Shaking, I reached into the pocket of my loose trousers and removed a handheld laser. They all flinched away, chains clanking.
“No, this will free you.” I showed them the tiny, oval item, hands up. “Let me help.”
Someone, a tall man with honey colored eyes and deep brown skin, spoke to them in a language I didn’t understand. One by one, they all nodded, as if giving me, or possibly him, permission for something.
“They say okay,” he said, waving me closer.
I swallowed, tasting sand, and started to break through their chains. It was slow, painstaking work, and the slaves were flighty and quick to get away from me. They seemed to believe I would suddenly yell for the man upstairs, even though I was currently freeing them.
When I got down to the last person, the same man who had spoken for me, I tried to ask him who he was and who was selling him. He couldn’t tell me anything, so I dropped the matter and finished my work, sweat slipping down my back.
Once I was through, I gave them all a long look. “I’m getting you out of here, understand? But we need to be quiet.” I held my finger to my lips, nodding. “There’s someone upstairs; if we’re too loud, he’ll catch you again.”
And kill me, I thought, but right now I had to focus.
They did so, albeit reluctantly, and did their utmost best to stay as quiet as me. Years spent sparring and spying with my father had taught me a lot, so I didn’t expect complete silence.
What I did expect was for them not to cough and cry so loudly.
“Everyone stop,” I ordered, ushering them back downstairs.
My plan wasn’t working. The slaves were sick and too weak to sneak out the door successfully. I needed to readjust.
I turned to the man with the honey eyes. “I need you to get them out.” He opened his mouth, frowning, but I interrupted him, “I’m going to stop the man upstairs. I want you to take them out the door. A car will be waiting there for you, understand? Tell the woman there my name, Lucia Mariates, and they will take you to safety.”
That is, if my sister had successfully dispatched the guards by the door.
His brow creased. “They know?”
“Yes, she knows you are slaves and that I’m here to free you. My name will make sure of that.”
He looked over at the people leaning against the walls, their faces ashen. “Will you be all right?”
I laughed a little, shaking my head and watching dust flutter off my clothes and face. “Yes. Just get out and away. Okay?”
He squared his jaw and nodded.
“Good. Wait for a while, a few minutes at least.”
Before he could say anything, I was up both staircases and crouched near the door that the man was behind. That loud sound of metal hitting metal still echoed up here, making my ears ring. I withdrew my knife, cursing silently under my breath as I dragged the blade against my palm. I hated to do this, mostly because it took effort and exhausted me, but also because it took something from them, too.
I put my bloodied knife away and carefully squeezed through the crack in the door, breaths muffled by my clean hand. Every time I had done this, this magic, the end result was a person without thought, mind, or conscience.

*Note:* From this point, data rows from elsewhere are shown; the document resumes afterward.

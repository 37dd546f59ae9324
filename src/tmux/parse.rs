//! Parsers for tab-delimited listing output.
//!
//! Field order matches the formats in `tmux::ops`. A line with the wrong
//! field count or an unparsable numeric field is skipped, never fatal.

use tracing::debug;

#[derive(Debug, Clone, PartialEq, Eq)]
pub struct SessionRecord {
    pub name: String,
    pub tmux_id: String,
    pub created_unix: u64,
    pub attached: bool,
    pub pid: Option<u32>,
}

#[derive(Debug, Clone, PartialEq, Eq)]
pub struct WindowRecord {
    pub id: String,
    pub index: u32,
    pub name: String,
    pub active: bool,
}

/// One pane with its owning session and window (`TREE_FORMAT`).
#[derive(Debug, Clone, PartialEq, Eq)]
pub struct TreeRow {
    pub session: SessionRecord,
    pub window: WindowRecord,
    pub pane_id: String,
    pub pane_index: u32,
    pub pane_active: bool,
    pub width: u16,
    pub height: u16,
    pub command: String,
    pub pane_pid: Option<u32>,
}

fn fields(line: &str, expected: usize) -> Option<Vec<&str>> {
    let line = line.trim_end_matches(['\r', '\n']);
    if line.is_empty() {
        return None;
    }
    let parts: Vec<&str> = line.split('\t').collect();
    if parts.len() != expected {
        debug!(expected, got = parts.len(), "skipping malformed listing line");
        return None;
    }
    Some(parts)
}

fn flag(value: &str) -> bool {
    value.trim().parse::<u32>().map(|n| n > 0).unwrap_or(false)
}

fn optional_pid(value: &str) -> Option<u32> {
    value.trim().parse::<u32>().ok().filter(|pid| *pid > 0)
}

fn session_record(f: &[&str]) -> Option<SessionRecord> {
    if f[0].is_empty() || !f[1].starts_with('$') {
        return None;
    }
    Some(SessionRecord {
        name: f[0].to_string(),
        tmux_id: f[1].to_string(),
        created_unix: f[2].trim().parse().ok()?,
        attached: flag(f[3]),
        pid: optional_pid(f[4]),
    })
}

fn window_record(f: &[&str]) -> Option<WindowRecord> {
    if !f[0].starts_with('@') {
        return None;
    }
    Some(WindowRecord {
        id: f[0].to_string(),
        index: f[1].trim().parse().ok()?,
        name: f[2].to_string(),
        active: flag(f[3]),
    })
}

pub fn parse_sessions(text: &str) -> Vec<SessionRecord> {
    text.lines()
        .filter_map(|line| session_record(&fields(line, 5)?))
        .collect()
}

pub fn parse_windows(text: &str) -> Vec<WindowRecord> {
    let mut windows: Vec<WindowRecord> = text
        .lines()
        .filter_map(|line| window_record(&fields(line, 4)?))
        .collect();
    windows.sort_by_key(|w| w.index);
    windows
}

pub fn parse_tree(text: &str) -> Vec<TreeRow> {
    text.lines()
        .filter_map(|line| {
            let f = fields(line, 16)?;
            if !f[9].starts_with('%') {
                return None;
            }
            Some(TreeRow {
                session: session_record(&f[0..5])?,
                window: window_record(&f[5..9])?,
                pane_id: f[9].to_string(),
                pane_index: f[10].trim().parse().ok()?,
                pane_active: flag(f[11]),
                width: f[12].trim().parse().ok()?,
                height: f[13].trim().parse().ok()?,
                command: f[14].to_string(),
                pane_pid: optional_pid(f[15]),
            })
        })
        .collect()
}

/// Stderr patterns meaning no server is listening on the socket.
pub fn is_no_server_error(message: &str) -> bool {
    let lower = message.to_ascii_lowercase();
    lower.contains("no server running")
        || lower.contains("error connecting to")
        || lower.contains("no sessions")
}

#[cfg(test)]
mod tests {
    use super::*;

    #[test]
    fn sessions_skip_malformed_lines() {
        let text = "s1-1\t$0\t1700000000\t1\t4242\n\
                    garbage line\n\
                    s2-2\t$1\tnot-a-number\t0\t1\n\
                    s3-3\t$2\t1700000100\t0\t\n";
        let sessions = parse_sessions(text);
        assert_eq!(sessions.len(), 2);
        assert_eq!(sessions[0].name, "s1-1");
        assert!(sessions[0].attached);
        assert_eq!(sessions[0].pid, Some(4242));
        assert_eq!(sessions[1].name, "s3-3");
        assert_eq!(sessions[1].pid, None);
    }

    #[test]
    fn windows_are_ordered_by_index() {
        let text = "@3\t2\tlogs\t0\n@1\t0\tmain\t1\n@2\tx\tbad\t0\n";
        let windows = parse_windows(text);
        assert_eq!(
            windows.iter().map(|w| w.index).collect::<Vec<_>>(),
            vec![0, 2]
        );
        assert!(windows[0].active);
    }

    #[test]
    fn tree_rows_carry_session_window_and_pane() {
        let good = "s1-1\t$0\t1700000000\t0\t77\t@1\t0\tmain\t1\t%4\t0\t1\t120\t40\tbash\t999";
        let bad_width = "s1-1\t$0\t1700000000\t0\t77\t@1\t0\tmain\t1\t%5\t1\t0\twide\t40\tvim\t1000";
        let short = "s1-1\t$0\t1700000000";
        let rows = parse_tree(&format!("{good}\n{bad_width}\n{short}\n"));
        assert_eq!(rows.len(), 1);
        let row = &rows[0];
        assert_eq!(row.session.name, "s1-1");
        assert_eq!(row.window.id, "@1");
        assert_eq!(row.pane_id, "%4");
        assert_eq!((row.width, row.height), (120, 40));
        assert_eq!(row.command, "bash");
        assert_eq!(row.pane_pid, Some(999));
    }

    #[test]
    fn recognizes_missing_server_messages() {
        assert!(is_no_server_error("no server running on /tmp/x.sock"));
        assert!(is_no_server_error(
            "error connecting to /tmp/x.sock (No such file or directory)"
        ));
        assert!(!is_no_server_error("can't find session: =s1"));
    }
}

They went crazy; killed and hurt because they didn’t know who they were. What they were.
I tried to remind myself this was for the men, women, and children downstairs waiting, that they were more important than the sleeping village of slaveholders outside.
Drawing up to my full height, I stalked closer to the man bent over a fire, his hammer swinging.
And then I reached out and brushed my bloodied palm against his bare neck.
The effect was instantaneous. The man went still, hammer poised above his head, and then he turned.
His eyes were blood red.
I cleared my throat. “Stay here for thirty-five minutes, as I command, so it must be.” The last part was to finalize the command.
To set it in stone. As I had set this man’s deterioration in stone by touching my blood to his skin.
I suddenly felt sick.
The man sat down his hammer and watched me, face impassive, eyes still dark red. I felt weaker now, a little less alert, but I stumbled out of the room and shut the door with a bang, fumbling to put my goggles back on and adjust my scarf.
When I stumbled back downstairs, the slaves were waiting, their forms swimming in front of me.
“The truck,” I slurred, pointing outside. “But there is a storm. We need to be quick. Use your shirts to cover your mouths.”
They did as I said and quickly filed out of the building, past guards bleeding from my sister’s attack, and into the waiting truck she was driving.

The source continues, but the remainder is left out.